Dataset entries
>>>

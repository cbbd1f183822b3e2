//! World collaborator interface and in-memory reference host for the
//! Outpost decision engine.
//!
//! The decision core consumes the [`World`] trait; the host environment
//! provides it. This crate defines that contract and ships everything a
//! host needs: checked stock arithmetic, resource-node regeneration, and
//! [`SimWorld`], a complete in-memory host used by the demo engine and the
//! test suites.
//!
//! # Modules
//!
//! - [`error`] -- Error types for world state operations ([`WorldError`])
//! - [`resource`] -- Regeneration and harvest logic for resource nodes
//! - [`sim`] -- The in-memory reference host ([`SimWorld`]) and its
//!   gameplay constants
//! - [`starting_world`] -- Canonical demo world constructor
//! - [`stock`] -- Checked deposit/withdraw/transfer operations on stocks
//! - [`world`] -- The [`World`] collaborator trait

pub mod error;
pub mod resource;
pub mod sim;
pub mod starting_world;
pub mod stock;
pub mod world;

// Re-export primary types at crate root.
pub use error::WorldError;
pub use sim::SimWorld;
pub use starting_world::{StartingIds, create_starting_world};
pub use world::World;
//! Type-safe identifier wrappers around [`Uuid`].
//!
//! Every entity in the world has a strongly-typed ID to prevent accidental
//! mixing of identifiers at compile time. All IDs use UUID v7 (time-ordered)
//! so that iteration order in ordered maps follows creation order.
//!
//! Agent memory records are keyed by agent *name* rather than ID — the host
//! environment owns that mapping — but every world query and action targets
//! entities by [`EntityId`].

use serde::{Deserialize, Serialize};
use uuid::Uuid;

/// Generates a newtype wrapper around [`Uuid`] with standard derives.
macro_rules! define_id {
    (
        $(#[$meta:meta])*
        $name:ident
    ) => {
        $(#[$meta])*
        #[derive(Debug, Clone, Copy, PartialEq, Eq, PartialOrd, Ord, Hash, Serialize, Deserialize)]
        pub struct $name(pub Uuid);

        impl $name {
            /// Create a new identifier using UUID v7 (time-ordered).
            pub fn new() -> Self {
                Self(Uuid::now_v7())
            }

            /// Return the inner [`Uuid`] value.
            pub const fn into_inner(self) -> Uuid {
                self.0
            }
        }

        impl Default for $name {
            fn default() -> Self {
                Self::new()
            }
        }

        impl core::fmt::Display for $name {
            fn fmt(&self, f: &mut core::fmt::Formatter<'_>) -> core::fmt::Result {
                write!(f, "{}", self.0)
            }
        }

        impl From<Uuid> for $name {
            fn from(id: Uuid) -> Self {
                Self(id)
            }
        }

        impl From<$name> for Uuid {
            fn from(id: $name) -> Self {
                id.0
            }
        }
    };
}

define_id! {
    /// Unique identifier for a world entity (agent, facility, resource node,
    /// construction site, or salvage pile).
    EntityId
}

define_id! {
    /// Unique identifier for a zone (a bounded world region).
    ZoneId
}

<<<

**Requirement:**
Whatever is in the entries above, write it out exactly.

**Task output:**
repository cbbd1f183822b3e2
//! World collaborator interface and in-memory reference host for the
//! Outpost decision engine.
//!
//! The decision core consumes the [`World`] trait; the host environment
//! provides it. This crate defines that contract and ships everything a
//! host needs: checked stock arithmetic, resource-node regeneration, and
//! [`SimWorld`], a complete in-memory host used by the demo engine and the
//! test suites.
//!
//! # Modules
//!
//! - [`error`] -- Error types for world state operations ([`WorldError`])
//! - [`resource`] -- Regeneration and harvest logic for resource nodes
//! - [`sim`] -- The in-memory reference host ([`SimWorld`]) and its
//!   gameplay constants
//! - [`starting_world`] -- Canonical demo world constructor
//! - [`stock`] -- Checked deposit/withdraw/transfer operations on stocks
//! - [`world`] -- The [`World`] collaborator trait

pub mod error;
pub mod resource;
pub mod sim;
pub mod starting_world;
pub mod stock;
pub mod world;

// Re-export primary types at crate root.
pub use error::WorldError;
pub use sim::SimWorld;
pub use starting_world::{StartingIds, create_starting_world};
pub use world::World;
//! Type-safe identifier wrappers around [`Uuid`].
//!
//! Every entity in the world has a strongly-typed ID to prevent accidental
//! mixing of identifiers at compile time. All IDs use UUID v7 (time-ordered)
//! so that iteration order in ordered maps follows creation order.
//!
//! Agent memory records are keyed by agent *name* rather than ID — the host
//! environment owns that mapping — but every world query and action targets
//! entities by [`EntityId`].

use serde::{Deserialize, Serialize};
use uuid::Uuid;

/// Generates a newtype wrapper around [`Uuid`] with standard derives.
macro_rules! define_id {
    (
        $(#[$meta:meta])*
        $name:ident
    ) => {
        $(#[$meta])*
        #[derive(Debug, Clone, Copy, PartialEq, Eq, PartialOrd, Ord, Hash, Serialize, Deserialize)]
        pub struct $name(pub Uuid);

        impl $name {
            /// Create a new identifier using UUID v7 (time-ordered).
            pub fn new() -> Self {
                Self(Uuid::now_v7())
            }

            /// Return the inner [`Uuid`] value.
            pub const fn into_inner(self) -> Uuid {
                self.0
            }
        }

        impl Default for $name {
            fn default() -> Self {
                Self::new()
            }
        }

        impl core::fmt::Display for $name {
            fn fmt(&self, f: &mut core::fmt::Formatter<'_>) -> core::fmt::Result {
                write!(f, "{}", self.0)
            }
        }

        impl From<Uuid> for $name {
            fn from(id: Uuid) -> Self {
                Self(id)
            }
        }

        impl From<$name> for Uuid {
            fn from(id: $name) -> Self {
                id.0
            }
        }
    };
}

define_id! {
    /// Unique identifier for a world entity (agent, facility, resource node,
    /// construction site, or salvage pile).
    EntityId
}

define_id! {
    /// Unique identifier for a zone (a bounded world region).
    ZoneId
}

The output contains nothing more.